Not only might we think of the round chaos that is Melancholia swallowing up Earth in Lars von Trier’s film of the same name, but the insistent presence of a globe in Fernand Saillens’ classroom also reminds us that the world itself is not straight – as Cooper observes in The Heidenmauer thanks to her American eye.
An aside of sorts: being about the Benedictines, Cooper’s American eye is perhaps also reflected in Le Corbeau, which potentially also offers an oblique critique of the Benedictines. Not that the denomination is anyway made clear, but the town name of Saint Robin recalls the origin of the name Robin, St Robert of Molesme, a Benedictine who founded a series of small communities in the 11th century.
In The Myth of the Machine: Technics and Human Development (1967), Lewis Mumford writes about how
The Benedictine Order, instituted by Benedict of Nursia in the sixth century, distinguished itself from many similar monastic organisations by imposing a special obligation beyond the usual one of constant prayer, obedience to their superiors, the acceptance of poverty, and the daily scrutiny of each other’s conduct. To all these duties they added a new one: the performance of daily work as a Christian duty… the Benedictine monastery laid down a basis of order as strict as that which held together the earliest megamachines: the difference lay in its modest size, its voluntary constitution, and in the fact that its sternest discipline was self-imposed. (264)
In other words, the Benedictines constitute (for Mumford) a society of control and scrutiny, an early instantiation of the ‘megamachine’ that is modernity, especially as brought into being through the globalisation of capitalism.
And so, finally, if Le Corbeau offers us a critique of the death that is (everyday) fascism, proffering in its place a celebration of life – even if not straightforward and even if including physical death as an inevitable part of its imperfect, everyday existence – then what does this tell us about today?
It is notable that in the past few weeks various films have come out that involve childbirth, child death and abortion.
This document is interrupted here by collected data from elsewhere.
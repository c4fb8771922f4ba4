// gait-schema/src/lib.rs
// ============================================================================
// Module: Gait Schema Registry
// Description: Strict validators and typed records for every schema in the
// Gait data model.
// Purpose: Give every other crate one pure, side-effect-free place to parse
// and validate intents, policies, tokens, traces, job state, and config.
// Dependencies: gait-core
// ============================================================================

//! ## Overview
//! Every record type here derives `Serialize`/`Deserialize` with
//! `#[serde(deny_unknown_fields)]` so an unrecognized top-level field fails
//! strict parse, per `spec.md` §4.5. Validators are pure functions: they
//! read a parsed value and return `Ok(())` or a [`SchemaError`], never
//! mutating their input.

pub mod config;
pub mod event;
pub mod intent;
pub mod job;
pub mod pack;
pub mod policy;
pub mod registry;
pub mod tokens;
pub mod trace;

pub use config::GaitConfig;
pub use event::Event;
pub use event::EventType;
pub use intent::IntentRequest;
pub use intent::Target;
pub use job::Checkpoint;
pub use job::CheckpointType;
pub use job::JobState;
pub use job::JobStatus;
pub use pack::ManifestEntry;
pub use pack::PackManifest;
pub use pack::PackType;
pub use policy::Policy;
pub use policy::PolicyEffect;
pub use policy::PolicyRule;
pub use policy::Verdict;
pub use registry::ManifestSignature;
pub use registry::RegistryManifest;
pub use tokens::ApprovalToken;
pub use tokens::DelegationToken;
pub use trace::TraceRecord;

use thiserror::Error;

/// Errors raised by strict schema validation.
#[derive(Debug, Error)]
pub enum SchemaError {
    /// The record failed structural or semantic validation.
    #[error("schema_invalid: {0}")]
    Invalid(String),

    /// JSON parsing failed outright (malformed syntax, unknown field, wrong type).
    #[error("schema_invalid: failed to parse json: {0}")]
    Json(String),

    /// YAML parsing failed outright.
    #[error("schema_invalid: failed to parse yaml: {0}")]
    Yaml(String),
}

impl From<serde_json::Error> for SchemaError {
    fn from(err: serde_json::Error) -> Self {
        Self::Json(err.to_string())
    }
}

impl From<serde_yaml::Error> for SchemaError {
    fn from(err: serde_yaml::Error) -> Self {
        Self::Yaml(err.to_string())
    }
}

impl gait_core::GaitError for SchemaError {
    fn category(&self) -> gait_core::ErrorCategory {
        gait_core::ErrorCategory::Input
    }
}

/// Common envelope fields carried by every Gait record, per `spec.md` §3.
#[derive(Debug, Clone, serde::Serialize, serde::Deserialize)]
pub struct RecordEnvelope {
    /// Stable schema identifier, e.g. `"gait.intent_request"`.
    pub schema_id: String,
    /// Schema version, e.g. `"1"`.
    pub schema_version: String,
    /// RFC 3339 nanosecond timestamp at which the record was produced.
    pub created_at: gait_core::Timestamp,
    /// Version string of the component that produced this record.
    pub producer_version: String,
}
A short list would include Nocturnal Animals (Tom Ford, USA, 2016), The Light Between Oceans (Derek Cianfrance, UK/New Zealand/USA, 2016), Arrival (Denis Villeneuve, USA, 2016), The Girl on the Train (Tate Taylor, USA, 2016) and, in its own way, Bridget Jones’ Baby (Sharon Maguire, Ireland/UK/France/USA, 2016).
It would seem that abortion becomes a key theme in relation to fascism – and that the rise of films dealing with the issue of life and birth bespeak both the way in which fascism certainly has not left us in contemporary times, and thus also of the ongoing relevance of Le Corbeau nearly 75 years after it was made.